Parenting a child who has experienced trauma using Love to Nurture, or any trauma informed parenting model, is highly
counter-intuitive. In moments of less
than desirable behavior ranging from meltdowns to the silent treatment, you are
asked to remain calm and look at behavior as a symptom of a problem rather than
the problem itself. I attempt to
communicate what this feels like to new foster parents constantly, giving as
many personal examples from parenting our own children as possible. I love story-telling and believe it can be
the best teacher. Yet somehow, in doing
so, I have inadvertently portrayed that “Living Love to Nurture” is easy and comes
naturally to me...something another foster parent shared. I want to clear that up.
There are times that I, like every parent on planet earth,
want to pull my hair out, scream, cry, or both simultaneously.
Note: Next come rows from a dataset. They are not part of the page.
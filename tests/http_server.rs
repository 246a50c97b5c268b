use std::io::{Read, Write};
use std::net::TcpStream;
use std::sync::Arc;
use std::thread;
use std::time::Duration;

use polyserve::http::{Application, HttpServer, Responder, WsgiEnviron};
use polyserve::reactor::EventLoop;
use polyserve::serverbase::ServerConfig;
use polyserve::taskthreads::ThreadedTaskDispatcher;

/// Echoes the request body back with a Content-Length.
struct EchoApp;

impl Application for EchoApp {
    fn call(
        &self,
        environ: &mut WsgiEnviron,
        responder: &mut dyn Responder,
    ) -> Result<(), Box<dyn std::error::Error + Send + Sync>> {
        let mut body = Vec::new();
        environ.input.read_to_end(&mut body)?;
        let headers = vec![
            ("Content-Type".to_string(), "text/plain".to_string()),
            ("Content-Length".to_string(), body.len().to_string()),
        ];
        responder.start_response("200 OK", &headers, None)?;
        responder.write_body(&body)?;
        Ok(())
    }
}

/// Replies without a Content-Length, so keep-alive cannot hold.
struct NoLengthApp;

impl Application for NoLengthApp {
    fn call(
        &self,
        _environ: &mut WsgiEnviron,
        responder: &mut dyn Responder,
    ) -> Result<(), Box<dyn std::error::Error + Send + Sync>> {
        let headers = vec![("Content-Type".to_string(), "text/plain".to_string())];
        responder.start_response("200 OK", &headers, None)?;
        responder.write_body(b"unsized body")?;
        Ok(())
    }
}

/// Starts a 200, then replaces it with a 500 before writing anything.
struct ReplaceStatusApp;

impl Application for ReplaceStatusApp {
    fn call(
        &self,
        _environ: &mut WsgiEnviron,
        responder: &mut dyn Responder,
    ) -> Result<(), Box<dyn std::error::Error + Send + Sync>> {
        responder.start_response(
            "200 OK",
            &[("X-Stale".to_string(), "yes".to_string())],
            None,
        )?;
        let failure: Box<dyn std::error::Error + Send + Sync> = "backend exploded".into();
        let body = b"replaced";
        let headers = vec![
            ("Content-Type".to_string(), "text/plain".to_string()),
            ("Content-Length".to_string(), body.len().to_string()),
        ];
        responder.start_response("500 Internal Server Error", &headers, Some(failure))?;
        responder.write_body(body)?;
        Ok(())
    }
}

/// Tries to replace the status after output already started; the refusal
/// carries the original error back out of the application.
struct TooLateApp;

impl Application for TooLateApp {
    fn call(
        &self,
        _environ: &mut WsgiEnviron,
        responder: &mut dyn Responder,
    ) -> Result<(), Box<dyn std::error::Error + Send + Sync>> {
        let body = b"body";
        let headers = vec![
            ("Content-Type".to_string(), "text/plain".to_string()),
            ("Content-Length".to_string(), body.len().to_string()),
        ];
        responder.start_response("200 OK", &headers, None)?;
        responder.write_body(body)?;
        let failure: Box<dyn std::error::Error + Send + Sync> = "too late".into();
        responder.start_response("500 Internal Server Error", &[], Some(failure))?;
        Ok(())
    }
}

fn start_server(app: Arc<dyn Application>) -> u16 {
    let dispatcher = Arc::new(ThreadedTaskDispatcher::new());
    dispatcher.set_thread_count(2);
    let mut event_loop = EventLoop::new().unwrap();
    let reactor = event_loop.reactor();
    let server = HttpServer::new(
        app,
        None,
        ServerConfig::new("127.0.0.1", 0).dispatcher(dispatcher),
        reactor,
    )
    .unwrap();
    let port = server.base.port;
    thread::spawn(move || {
        event_loop.run().unwrap();
    });
    port
}

fn connect(port: u16) -> TcpStream {
    let stream = TcpStream::connect(("127.0.0.1", port)).expect("connect to test server");
    stream
        .set_read_timeout(Some(Duration::from_secs(5)))
        .unwrap();
    stream
}

fn read_until_close(stream: &mut TcpStream) -> Vec<u8> {
    let mut out = Vec::new();
    let mut buf = [0u8; 4096];
    loop {
        match stream.read(&mut buf) {
            Ok(0) => break,
            Ok(n) => out.extend_from_slice(&buf[..n]),
            Err(_) => break,
        }
    }
    out
}

#[test]
fn pipelined_requests_are_answered_in_order() {
    let port = start_server(Arc::new(EchoApp));
    let mut stream = connect(port);

    // Two requests in one write; the first keeps the connection alive,
    // the second closes it.
    let pipeline = "GET / HTTP/1.0\r\nConnection: keep-alive\r\nContent-Length: 5\r\n\r\nhello\
                    GET / HTTP/1.0\r\nConnection: close\r\nContent-Length: 5\r\n\r\nworld";
    stream.write_all(pipeline.as_bytes()).unwrap();

    let response = String::from_utf8_lossy(&read_until_close(&mut stream)).to_string();
    let first = response.find("hello").expect("first body present");
    let second = response.find("world").expect("second body present");
    assert!(first < second, "responses out of order:\n{}", response);
    assert_eq!(response.matches("HTTP/1.0 200 OK").count(), 2);
    assert!(
        response[second..].is_empty() || !response[second + 5..].contains("HTTP/"),
        "no third response expected"
    );
    // The second response announces the close.
    let second_head = &response[first..second];
    assert!(second_head.contains("Connection: close"), "{}", response);
}

#[test]
fn chunked_request_body_reaches_the_application() {
    let port = start_server(Arc::new(EchoApp));
    let mut stream = connect(port);

    let payload: Vec<u8> = (b'a'..=b'z').chain(b'0'..=b'5').collect();
    assert_eq!(payload.len(), 32);
    stream
        .write_all(b"GET / HTTP/1.1\r\nConnection: close\r\nTransfer-Encoding: chunked\r\n\r\n")
        .unwrap();
    stream.write_all(b"20;ext=1\r\n").unwrap();
    stream.write_all(&payload).unwrap();
    stream.write_all(b"\r\n0\r\n\r\n").unwrap();

    let response = read_until_close(&mut stream);
    let text = String::from_utf8_lossy(&response);
    assert!(text.starts_with("HTTP/1.1 200 OK"), "{}", text);
    let body_at = text.find("\r\n\r\n").unwrap() + 4;
    assert_eq!(&response[body_at..], &payload[..]);
}

#[test]
fn http11_without_content_length_forces_close() {
    let port = start_server(Arc::new(NoLengthApp));
    let mut stream = connect(port);

    stream
        .write_all(b"GET / HTTP/1.1\r\nHost: localhost\r\n\r\n")
        .unwrap();
    let response = String::from_utf8_lossy(&read_until_close(&mut stream)).to_string();
    assert!(response.contains("Connection: close"), "{}", response);
    assert!(response.contains("unsized body"), "{}", response);
}

#[test]
fn http11_with_content_length_keeps_alive() {
    let port = start_server(Arc::new(EchoApp));
    let mut stream = connect(port);

    stream
        .write_all(b"POST /a HTTP/1.1\r\nContent-Length: 2\r\n\r\nok")
        .unwrap();
    // Read the first response headers + body without waiting for close.
    let mut got = Vec::new();
    let mut buf = [0u8; 1024];
    while !String::from_utf8_lossy(&got).contains("ok") {
        let n = stream.read(&mut buf).expect("first response");
        assert!(n > 0, "server closed a keep-alive connection");
        got.extend_from_slice(&buf[..n]);
    }
    let text = String::from_utf8_lossy(&got);
    assert!(!text.contains("Connection: close"), "{}", text);

    // The connection is still usable for a second request.
    stream
        .write_all(b"POST /b HTTP/1.1\r\nContent-Length: 3\r\nConnection: close\r\n\r\nbye")
        .unwrap();
    let rest = read_until_close(&mut stream);
    assert!(String::from_utf8_lossy(&rest).contains("bye"));
}

#[test]
fn status_replacement_before_output_rewrites_the_response() {
    let port = start_server(Arc::new(ReplaceStatusApp));
    let mut stream = connect(port);
    stream.write_all(b"GET / HTTP/1.0\r\n\r\n").unwrap();
    let response = String::from_utf8_lossy(&read_until_close(&mut stream)).to_string();
    assert!(
        response.starts_with("HTTP/1.0 500 Internal Server Error"),
        "{}",
        response
    );
    // The pre-replacement headers were discarded with the old status.
    assert!(!response.contains("X-Stale"), "{}", response);
    assert!(response.ends_with("replaced"), "{}", response);
}

#[test]
fn status_replacement_after_output_re_raises_and_closes() {
    let port = start_server(Arc::new(TooLateApp));
    let mut stream = connect(port);
    // Keep-alive would normally hold for 1.1 with a Content-Length.
    stream
        .write_all(b"GET / HTTP/1.1\r\nHost: localhost\r\n\r\n")
        .unwrap();
    let response = String::from_utf8_lossy(&read_until_close(&mut stream)).to_string();
    // The original response went out untouched...
    assert!(response.starts_with("HTTP/1.1 200 OK"), "{}", response);
    assert!(response.ends_with("body"), "{}", response);
    assert!(!response.contains("500"), "{}", response);
    // ...and the re-raised error dropped the connection, which is why
    // read_until_close returned at all.
}

#[test]
fn server_and_date_headers_are_injected() {
    let port = start_server(Arc::new(EchoApp));
    let mut stream = connect(port);
    stream
        .write_all(b"GET / HTTP/1.0\r\n\r\n")
        .unwrap();
    let response = String::from_utf8_lossy(&read_until_close(&mut stream)).to_string();
    assert!(response.contains("Server: polyserve/http"), "{}", response);
    assert!(response.contains("Date: "), "{}", response);
}
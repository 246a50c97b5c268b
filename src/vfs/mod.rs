//! The virtual filesystem contract consumed by the FTP server, plus the
//! authenticated-access seam in front of it. Implementations live with
//! the embedding application; [`memfs`] provides the in-memory one used
//! by the demo binary and the tests.

pub mod memfs;

use std::io::{self, Read};

use chrono::{DateTime, Local};

use crate::interfaces::ByteSink;

#[derive(Debug, thiserror::Error)]
pub enum VfsError {
    #[error("unauthorized")]
    Unauthorized,
    #[error("no such file or directory: {0}")]
    NotFound(String),
    #[error("not a directory: {0}")]
    NotADirectory(String),
    #[error("is a directory: {0}")]
    IsADirectory(String),
    #[error("permission denied: {0}")]
    PermissionDenied(String),
    #[error("already exists: {0}")]
    AlreadyExists(String),
    #[error(transparent)]
    Io(#[from] io::Error),
}

pub type VfsResult<T> = Result<T, VfsError>;

#[derive(Debug, Clone, Copy, PartialEq, Eq)]
pub enum NodeKind {
    File,
    Dir,
}

/// One directory entry, shaped for `ls -l` emulation.
#[derive(Debug, Clone)]
pub struct FileInfo {
    pub kind: NodeKind,
    pub name: String,
    pub size: Option<u64>,
    pub mtime: Option<DateTime<Local>>,
    pub nlinks: u32,
    pub owner_name: String,
    pub group_name: String,
    pub owner_readable: bool,
    pub owner_writable: bool,
    pub owner_executable: bool,
    pub group_readable: bool,
    pub group_writable: bool,
    pub group_executable: bool,
    pub other_readable: bool,
    pub other_writable: bool,
    pub other_executable: bool,
}

impl FileInfo {
    pub fn new(kind: NodeKind, name: &str) -> Self {
        let executable = matches!(kind, NodeKind::Dir);
        FileInfo {
            kind,
            name: name.to_string(),
            size: None,
            mtime: None,
            nlinks: 1,
            owner_name: "na".to_string(),
            group_name: "na".to_string(),
            owner_readable: true,
            owner_writable: true,
            owner_executable: executable,
            group_readable: true,
            group_writable: true,
            group_executable: executable,
            other_readable: false,
            other_writable: false,
            other_executable: executable,
        }
    }
}

/// Filesystem operations the FTP channel performs. All paths are POSIX
/// paths; implementations must not keep per-connection state.
pub trait Filesystem: Send + Sync {
    /// What lives at `path`, if anything.
    fn kind(&self, path: &str) -> Option<NodeKind>;

    /// Streams `path`'s content into `out`, starting at byte `start`,
    /// stopping before `end` when given.
    fn readfile(
        &self,
        path: &str,
        out: &mut dyn ByteSink,
        start: u64,
        end: Option<u64>,
    ) -> VfsResult<()>;

    /// Writes `input` to `path`. `start` positions the write inside an
    /// existing file; `append` adds to the end instead.
    fn writefile(
        &self,
        path: &str,
        input: &mut dyn Read,
        start: Option<u64>,
        end: Option<u64>,
        append: bool,
    ) -> VfsResult<()>;

    /// Whether `path` could be written, without opening it.
    fn writable(&self, path: &str) -> bool;

    fn names(&self, path: &str) -> VfsResult<Vec<String>>;

    fn ls(&self, path: &str) -> VfsResult<Vec<FileInfo>>;

    fn lsinfo(&self, path: &str) -> VfsResult<FileInfo>;

    fn mtime(&self, path: &str) -> VfsResult<Option<DateTime<Local>>>;

    fn size(&self, path: &str) -> VfsResult<u64>;

    fn mkdir(&self, path: &str) -> VfsResult<()>;

    fn remove(&self, path: &str) -> VfsResult<()>;

    fn rmdir(&self, path: &str) -> VfsResult<()>;

    fn rename(&self, old: &str, new: &str) -> VfsResult<()>;
}

#[derive(Debug, Clone, PartialEq, Eq)]
pub struct Credentials {
    pub username: String,
    pub password: String,
}

/// Authenticated access to a filesystem. `authenticate` gates the login;
/// `open` returns the filesystem view for those credentials.
pub trait FilesystemAccess: Send + Sync {
    fn authenticate(&self, credentials: &Credentials) -> VfsResult<()>;

    fn open(&self, credentials: Option<&Credentials>) -> VfsResult<std::sync::Arc<dyn Filesystem>>;
}
//! HTTP API.

pub mod response;
pub mod routes;

use std::net::SocketAddr;

use anyhow::{Context, Result};
use axum::Router;
use axum::routing::{delete, get, post};
use tokio::signal;
use tower_http::cors::{Any, CorsLayer};
use tower_http::trace::TraceLayer;
use ua_directory::DirectoryLookup;

use crate::service::Analytics;

/// Creates the API router.
pub fn router<D>(analytics: Analytics<D>) -> Router
where
    D: DirectoryLookup + Clone + 'static,
{
    let cors = CorsLayer::new()
        .allow_origin(Any)
        .allow_methods(Any)
        .allow_headers(Any);

    Router::new()
        .route("/api/analytics", post(routes::ingest::<D>))
        .route("/api/analytics/dashboard", get(routes::dashboard::<D>))
        .route("/api/analytics/clear", delete(routes::clear::<D>))
        .route("/api/analytics/errors", get(routes::errors::<D>))
        .route(
            "/api/analytics/broadcast-users",
            get(routes::broadcast_users::<D>),
        )
        .route(
            "/api/analytics/users/:user_id/sessions",
            get(routes::user_sessions::<D>),
        )
        .route("/health", get(routes::health))
        .layer(TraceLayer::new_for_http())
        .layer(cors)
        .with_state(analytics)
}

/// Serves the API until Ctrl+C or SIGTERM.
pub async fn serve<D>(addr: SocketAddr, analytics: Analytics<D>) -> Result<()>
where
    D: DirectoryLookup + Clone + 'static,
{
    let listener = tokio::net::TcpListener::bind(addr)
        .await
        .with_context(|| format!("failed to bind to {addr}"))?;
    tracing::info!(%addr, "listening");

    axum::serve(listener, router(analytics))
        .with_graceful_shutdown(shutdown_signal())
        .await
        .context("server error")?;

    tracing::info!("shut down");
    Ok(())
}

async fn shutdown_signal() {
    let ctrl_c = async {
        if let Err(err) = signal::ctrl_c().await {
            tracing::error!(error = %err, "failed to listen for Ctrl+C");
            std::future::pending::<()>().await;
        }
    };

    #[cfg(unix)]
    let terminate = async {
        match signal::unix::signal(signal::unix::SignalKind::terminate()) {
            Ok(mut stream) => {
                stream.recv().await;
            }
            Err(err) => {
                tracing::error!(error = %err, "failed to listen for SIGTERM");
                std::future::pending::<()>().await;
            }
        }
    };

    #[cfg(not(unix))]
    let terminate = std::future::pending::<()>();

    tokio::select! {
        () = ctrl_c => tracing::info!("received Ctrl+C"),
        () = terminate => tracing::info!("received terminate signal"),
    }
}
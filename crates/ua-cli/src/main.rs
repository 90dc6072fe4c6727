use std::io::Write;

use anyhow::{Context, Result};
use clap::{CommandFactory, Parser};

use ua_cli::commands::{self, clear, dashboard, errors, ingest, serve, sessions};
use ua_cli::{Cli, Commands, Config};

fn main() -> Result<()> {
    let cli = Cli::parse();
    let Some(command) = cli.command else {
        // No subcommand, show help
        Cli::command().print_help()?;
        println!();
        return Ok(());
    };

    let config = Config::load_from(cli.config.as_deref()).context("failed to load configuration")?;
    ua_cli::logging::init(cli.verbose, config.log_json);
    tracing::debug!(?config, "loaded configuration");

    let runtime = tokio::runtime::Runtime::new().context("failed to start async runtime")?;
    runtime.block_on(run(command, &config))
}

async fn run(command: Commands, config: &Config) -> Result<()> {
    let analytics = commands::open_analytics(config)?;
    let stdout = std::io::stdout();
    let mut out = stdout.lock();

    match command {
        Commands::Serve => serve::run(config, analytics).await?,
        Commands::Dashboard { json } => dashboard::run(&mut out, &analytics, json).await?,
        Commands::Clear => clear::run(&mut out, &analytics).await?,
        Commands::Errors { limit } => errors::run(&mut out, &analytics, limit).await?,
        Commands::Ingest {
            user,
            action,
            details,
            timestamp,
        } => {
            let args = ingest::IngestArgs {
                user,
                action,
                details,
                timestamp,
            };
            ingest::run(&mut out, &analytics, args).await?;
        }
        Commands::Sessions { user } => sessions::run(&mut out, &analytics, &user).await?,
    }

    out.flush()?;
    Ok(())
}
Sometimes I fear that if I don’t make the
exact right parenting decision in a moment of crisis, my child’s life will be
ruined forever. I ask Matthew, “Are we
the worst parents ever?”
In my unregulated, frazzled state as a parent, I want to do
crazy strict things. Here’s an example:
Last week I wasn't sure I could trust one of my kids
(hereafter referred to as “said child” because really, who wants their mom
blogging about stuff like this) and my fear left me tempted to spy on them. I imagined catching said child in their lie,
springing out from behind a bush with a declarative, “A-HA!” A look of guilt and shame would come across
said child’s face; bursting into tears convicted of the wrong they had committed
by lying to their mother, our bond never to be broken again…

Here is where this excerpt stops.